In this exercise, every entry below is to be reproduced word for word.
+--
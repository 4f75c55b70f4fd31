//! Update function for the admin console.
//!
//! Every HTTP call is spawned here and reports back with a message carrying
//! the record type it was made for; `ConsoleState` discards outcomes that
//! belong to a selection the user has already left.

use gloo_console::{log, warn};
use gloo_timers::future::TimeoutFuture;
use yew::platform::spawn_local;
use yew::prelude::*;

use common::config::SEARCH_DEBOUNCE_MS;
use common::console::{Control, Mode};
use common::forms::{FieldValue, FormDescriptor};
use common::model::record::RecordId;
use common::model::record_type::RecordType;

use crate::api::admin;
use crate::helpers::{alert, confirm, show_toast};

use super::messages::Msg;
use super::state::AdminConsoleComponent;

pub fn update(
    component: &mut AdminConsoleComponent,
    ctx: &Context<AdminConsoleComponent>,
    msg: Msg,
) -> bool {
    let console = &mut component.console;
    match msg {
        Msg::TypesLoaded(types) => {
            console.types_loaded(types);
            if console.using_placeholders {
                warn!("Showing placeholder record types");
                show_toast("Could not load object types, showing defaults");
            }
            true
        }
        Msg::SelectType(value) => {
            let selected = (!value.is_empty()).then(|| RecordType::new(value));
            console.select_type(selected);
            true
        }
        Msg::OpenCreate => match console.begin_create() {
            Ok(record_type) => {
                let link = ctx.link().clone();
                spawn_local(async move {
                    let schema = admin::get_schema(&record_type).await.map_err(|e| e.to_string());
                    link.send_message(Msg::CreateSchemaLoaded(record_type, schema));
                });
                true
            }
            Err(prompt) => {
                alert(prompt);
                false
            }
        },
        Msg::OpenView => match console.begin_view() {
            Ok(record_type) => {
                let link = ctx.link().clone();
                spawn_local(async move {
                    let schema = admin::get_schema(&record_type).await.map_err(|e| e.to_string());
                    let records = admin::list_records(&record_type).await.map_err(|e| e.to_string());
                    link.send_message(Msg::ViewLoaded { record_type, schema, records });
                });
                true
            }
            Err(prompt) => {
                alert(prompt);
                false
            }
        },
        Msg::CreateSchemaLoaded(record_type, schema) => console.create_schema_loaded(&record_type, schema),
        Msg::ViewLoaded { record_type, schema, records } => console.view_loaded(&record_type, schema, records),
        Msg::CreateInput { name, value } => {
            if let Mode::Create(panel) = &mut console.mode {
                set_value(&mut panel.form, &name, value);
            }
            false
        }
        Msg::SubmitCreate => {
            let Mode::Create(panel) = &console.mode else {
                return false;
            };
            let request = match panel.form.submission() {
                Ok(request) => request,
                Err(err) => {
                    alert(&err.to_string());
                    return false;
                }
            };
            if !console.busy.begin(Control::CreateSubmit) {
                return false;
            }
            let link = ctx.link().clone();
            spawn_local(async move {
                let result = admin::create(&request).await.map_err(|e| e.to_string());
                link.send_message(Msg::CreateFinished(request.table_name, result));
            });
            true
        }
        Msg::CreateFinished(record_type, result) => {
            match result {
                Ok(()) => {
                    log!(format!("Created {}", record_type));
                    console.create_succeeded(&record_type);
                }
                Err(err) => console.create_failed(&record_type, err),
            }
            true
        }
        Msg::CreateAnother => {
            if let Mode::Create(panel) = &mut console.mode {
                panel.reset();
            }
            true
        }
        Msg::Refresh => {
            let Some(panel) = console.view_panel() else {
                return false;
            };
            let record_type = panel.record_type.clone();
            let link = ctx.link().clone();
            spawn_local(async move {
                let records = admin::list_records(&record_type).await.map_err(|e| e.to_string());
                link.send_message(Msg::Refreshed(record_type, records));
            });
            false
        }
        Msg::Refreshed(record_type, records) => match console.view_panel_mut(&record_type) {
            Some(panel) => {
                panel.records_loaded(records);
                true
            }
            None => false,
        },
        Msg::SearchInput(text) => {
            let Mode::View(panel) = &mut console.mode else {
                return false;
            };
            let ticket = panel.search_typed(text);
            let record_type = panel.record_type.clone();
            let link = ctx.link().clone();
            spawn_local(async move {
                TimeoutFuture::new(SEARCH_DEBOUNCE_MS).await;
                link.send_message(Msg::SearchSettled(record_type, ticket));
            });
            false
        }
        Msg::SearchSettled(record_type, ticket) => console
            .view_panel_mut(&record_type)
            .is_some_and(|panel| panel.search_settled(ticket)),
        Msg::Page(target) => {
            if let Mode::View(panel) = &mut console.mode {
                panel.set_page(target);
                return true;
            }
            false
        }
        Msg::ToggleRow(id) => {
            if let Mode::View(panel) = &mut console.mode {
                panel.toggle_row(&id);
                return true;
            }
            false
        }
        Msg::EditInput { id, name, value } => {
            if let Some(draft) = match &mut console.mode {
                Mode::View(panel) => panel.draft_mut(&id),
                _ => None,
            } {
                set_value(draft, &name, value);
            }
            false
        }
        Msg::SubmitUpdate(id) => {
            let Some(draft) = console.view_panel().and_then(|panel| panel.draft(&id)) else {
                return false;
            };
            let request = match draft.submission() {
                Ok(request) => request,
                Err(err) => {
                    alert(&err.to_string());
                    return false;
                }
            };
            if !console.busy.begin(Control::Update(id.clone())) {
                return false;
            }
            let link = ctx.link().clone();
            spawn_local(async move {
                let result = admin::update(&request).await.map_err(|e| e.to_string());
                link.send_message(Msg::UpdateFinished(request.table_name, id, result));
            });
            true
        }
        Msg::UpdateFinished(record_type, id, result) => {
            let refetch = console.update_finished(&record_type, &id, &result);
            match result {
                Ok(()) => alert("Object updated successfully!"),
                Err(err) => alert(&format!("Update failed: {}", err)),
            }
            if refetch {
                refetch_after_update(ctx, record_type, id);
            }
            true
        }
        Msg::Reconciled(record_type, id, records) => {
            let Some(panel) = console.view_panel_mut(&record_type) else {
                return false;
            };
            match records {
                Ok(records) => {
                    panel.records_reconciled(&id, records);
                    true
                }
                Err(err) => {
                    warn!(format!("Refresh after update failed: {}", err));
                    false
                }
            }
        }
        Msg::Delete(id) => {
            let Some(record_type) = console.view_panel().map(|panel| panel.record_type.clone()) else {
                return false;
            };
            if console.busy.is_busy(&Control::Delete(id.clone())) {
                return false;
            }
            if !confirm(&format!("Are you sure you want to delete this {}?", record_type)) {
                return false;
            }
            console.busy.begin(Control::Delete(id.clone()));
            let link = ctx.link().clone();
            spawn_local(async move {
                let result = admin::delete(&record_type, &id).await.map_err(|e| e.to_string());
                link.send_message(Msg::DeleteFinished(record_type, id, result));
            });
            true
        }
        Msg::DeleteFinished(record_type, id, result) => {
            match result {
                Ok(()) => {
                    log!(format!("Deleted {} #{}", record_type, id));
                    console.record_deleted(&record_type, &id);
                    alert("Object deleted successfully!");
                }
                Err(err) => {
                    console.delete_failed(&id);
                    alert(&format!("Delete failed: {}", err));
                }
            }
            true
        }
        Msg::DismissNotice => {
            console.notice = None;
            true
        }
    }
}

fn set_value(form: &mut FormDescriptor, name: &str, value: FieldValue) {
    match value {
        FieldValue::Text(text) => form.set_text(name, text),
        FieldValue::Flag(checked) => form.set_flag(name, checked),
    }
}

/// Pulls the server's copy of the list so the updated row shows what was
/// actually stored.
fn refetch_after_update(ctx: &Context<AdminConsoleComponent>, record_type: RecordType, id: RecordId) {
    let link = ctx.link().clone();
    spawn_local(async move {
        let records = admin::list_records(&record_type).await.map_err(|e| e.to_string());
        link.send_message(Msg::Reconciled(record_type, id, records));
    });
}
+--
# [Reply]
repository 4f75c55b70f4fd31
//! Update function for the admin console.
//!
//! Every HTTP call is spawned here and reports back with a message carrying
//! the record type it was made for; `ConsoleState` discards outcomes that
//! belong to a selection the user has already left.

use gloo_console::{log, warn};
use gloo_timers::future::TimeoutFuture;
use yew::platform::spawn_local;
use yew::prelude::*;

use common::config::SEARCH_DEBOUNCE_MS;
use common::console::{Control, Mode};
use common::forms::{FieldValue, FormDescriptor};
use common::model::record::RecordId;
use common::model::record_type::RecordType;

use crate::api::admin;
use crate::helpers::{alert, confirm, show_toast};

use super::messages::Msg;
use super::state::AdminConsoleComponent;

pub fn update(
    component: &mut AdminConsoleComponent,
    ctx: &Context<AdminConsoleComponent>,
    msg: Msg,
) -> bool {
    let console = &mut component.console;
    match msg {
        Msg::TypesLoaded(types) => {
            console.types_loaded(types);
            if console.using_placeholders {
                warn!("Showing placeholder record types");
                show_toast("Could not load object types, showing defaults");
            }
            true
        }
        Msg::SelectType(value) => {
            let selected = (!value.is_empty()).then(|| RecordType::new(value));
            console.select_type(selected);
            true
        }
        Msg::OpenCreate => match console.begin_create() {
            Ok(record_type) => {
                let link = ctx.link().clone();
                spawn_local(async move {
                    let schema = admin::get_schema(&record_type).await.map_err(|e| e.to_string());
                    link.send_message(Msg::CreateSchemaLoaded(record_type, schema));
                });
                true
            }
            Err(prompt) => {
                alert(prompt);
                false
            }
        },
        Msg::OpenView => match console.begin_view() {
            Ok(record_type) => {
                let link = ctx.link().clone();
                spawn_local(async move {
                    let schema = admin::get_schema(&record_type).await.map_err(|e| e.to_string());
                    let records = admin::list_records(&record_type).await.map_err(|e| e.to_string());
                    link.send_message(Msg::ViewLoaded { record_type, schema, records });
                });
                true
            }
            Err(prompt) => {
                alert(prompt);
                false
            }
        },
        Msg::CreateSchemaLoaded(record_type, schema) => console.create_schema_loaded(&record_type, schema),
        Msg::ViewLoaded { record_type, schema, records } => console.view_loaded(&record_type, schema, records),
        Msg::CreateInput { name, value } => {
            if let Mode::Create(panel) = &mut console.mode {
                set_value(&mut panel.form, &name, value);
            }
            false
        }
        Msg::SubmitCreate => {
            let Mode::Create(panel) = &console.mode else {
                return false;
            };
            let request = match panel.form.submission() {
                Ok(request) => request,
                Err(err) => {
                    alert(&err.to_string());
                    return false;
                }
            };
            if !console.busy.begin(Control::CreateSubmit) {
                return false;
            }
            let link = ctx.link().clone();
            spawn_local(async move {
                let result = admin::create(&request).await.map_err(|e| e.to_string());
                link.send_message(Msg::CreateFinished(request.table_name, result));
            });
            true
        }
        Msg::CreateFinished(record_type, result) => {
            match result {
                Ok(()) => {
                    log!(format!("Created {}", record_type));
                    console.create_succeeded(&record_type);
                }
                Err(err) => console.create_failed(&record_type, err),
            }
            true
        }
        Msg::CreateAnother => {
            if let Mode::Create(panel) = &mut console.mode {
                panel.reset();
            }
            true
        }
        Msg::Refresh => {
            let Some(panel) = console.view_panel() else {
                return false;
            };
            let record_type = panel.record_type.clone();
            let link = ctx.link().clone();
            spawn_local(async move {
                let records = admin::list_records(&record_type).await.map_err(|e| e.to_string());
                link.send_message(Msg::Refreshed(record_type, records));
            });
            false
        }
        Msg::Refreshed(record_type, records) => match console.view_panel_mut(&record_type) {
            Some(panel) => {
                panel.records_loaded(records);
                true
            }
            None => false,
        },
        Msg::SearchInput(text) => {
            let Mode::View(panel) = &mut console.mode else {
                return false;
            };
            let ticket = panel.search_typed(text);
            let record_type = panel.record_type.clone();
            let link = ctx.link().clone();
            spawn_local(async move {
                TimeoutFuture::new(SEARCH_DEBOUNCE_MS).await;
                link.send_message(Msg::SearchSettled(record_type, ticket));
            });
            false
        }
        Msg::SearchSettled(record_type, ticket) => console
            .view_panel_mut(&record_type)
            .is_some_and(|panel| panel.search_settled(ticket)),
        Msg::Page(target) => {
            if let Mode::View(panel) = &mut console.mode {
                panel.set_page(target);
                return true;
            }
            false
        }
        Msg::ToggleRow(id) => {
            if let Mode::View(panel) = &mut console.mode {
                panel.toggle_row(&id);
                return true;
            }
            false
        }
        Msg::EditInput { id, name, value } => {
            if let Some(draft) = match &mut console.mode {
                Mode::View(panel) => panel.draft_mut(&id),
                _ => None,
            } {
                set_value(draft, &name, value);
            }
            false
        }
        Msg::SubmitUpdate(id) => {
            let Some(draft) = console.view_panel().and_then(|panel| panel.draft(&id)) else {
                return false;
            };
            let request = match draft.submission() {
                Ok(request) => request,
                Err(err) => {
                    alert(&err.to_string());
                    return false;
                }
            };
            if !console.busy.begin(Control::Update(id.clone())) {
                return false;
            }
            let link = ctx.link().clone();
            spawn_local(async move {
                let result = admin::update(&request).await.map_err(|e| e.to_string());
                link.send_message(Msg::UpdateFinished(request.table_name, id, result));
            });
            true
        }
        Msg::UpdateFinished(record_type, id, result) => {
            let refetch = console.update_finished(&record_type, &id, &result);
            match result {
                Ok(()) => alert("Object updated successfully!"),
                Err(err) => alert(&format!("Update failed: {}", err)),
            }
            if refetch {
                refetch_after_update(ctx, record_type, id);
            }
            true
        }
        Msg::Reconciled(record_type, id, records) => {
            let Some(panel) = console.view_panel_mut(&record_type) else {
                return false;
            };
            match records {
                Ok(records) => {
                    panel.records_reconciled(&id, records);
                    true
                }
                Err(err) => {
                    warn!(format!("Refresh after update failed: {}", err));
                    false
                }
            }
        }
        Msg::Delete(id) => {
            let Some(record_type) = console.view_panel().map(|panel| panel.record_type.clone()) else {
                return false;
            };
            if console.busy.is_busy(&Control::Delete(id.clone())) {
                return false;
            }
            if !confirm(&format!("Are you sure you want to delete this {}?", record_type)) {
                return false;
            }
            console.busy.begin(Control::Delete(id.clone()));
            let link = ctx.link().clone();
            spawn_local(async move {
                let result = admin::delete(&record_type, &id).await.map_err(|e| e.to_string());
                link.send_message(Msg::DeleteFinished(record_type, id, result));
            });
            true
        }
        Msg::DeleteFinished(record_type, id, result) => {
            match result {
                Ok(()) => {
                    log!(format!("Deleted {} #{}", record_type, id));
                    console.record_deleted(&record_type, &id);
                    alert("Object deleted successfully!");
                }
                Err(err) => {
                    console.delete_failed(&id);
                    alert(&format!("Delete failed: {}", err));
                }
            }
            true
        }
        Msg::DismissNotice => {
            console.notice = None;
            true
        }
    }
}

fn set_value(form: &mut FormDescriptor, name: &str, value: FieldValue) {
    match value {
        FieldValue::Text(text) => form.set_text(name, text),
        FieldValue::Flag(checked) => form.set_flag(name, checked),
    }
}

/// Pulls the server's copy of the list so the updated row shows what was
/// actually stored.
fn refetch_after_update(ctx: &Context<AdminConsoleComponent>, record_type: RecordType, id: RecordId) {
    let link = ctx.link().clone();
    spawn_local(async move {
        let records = admin::list_records(&record_type).await.map_err(|e| e.to_string());
        link.send_message(Msg::Reconciled(record_type, id, records));
    });
}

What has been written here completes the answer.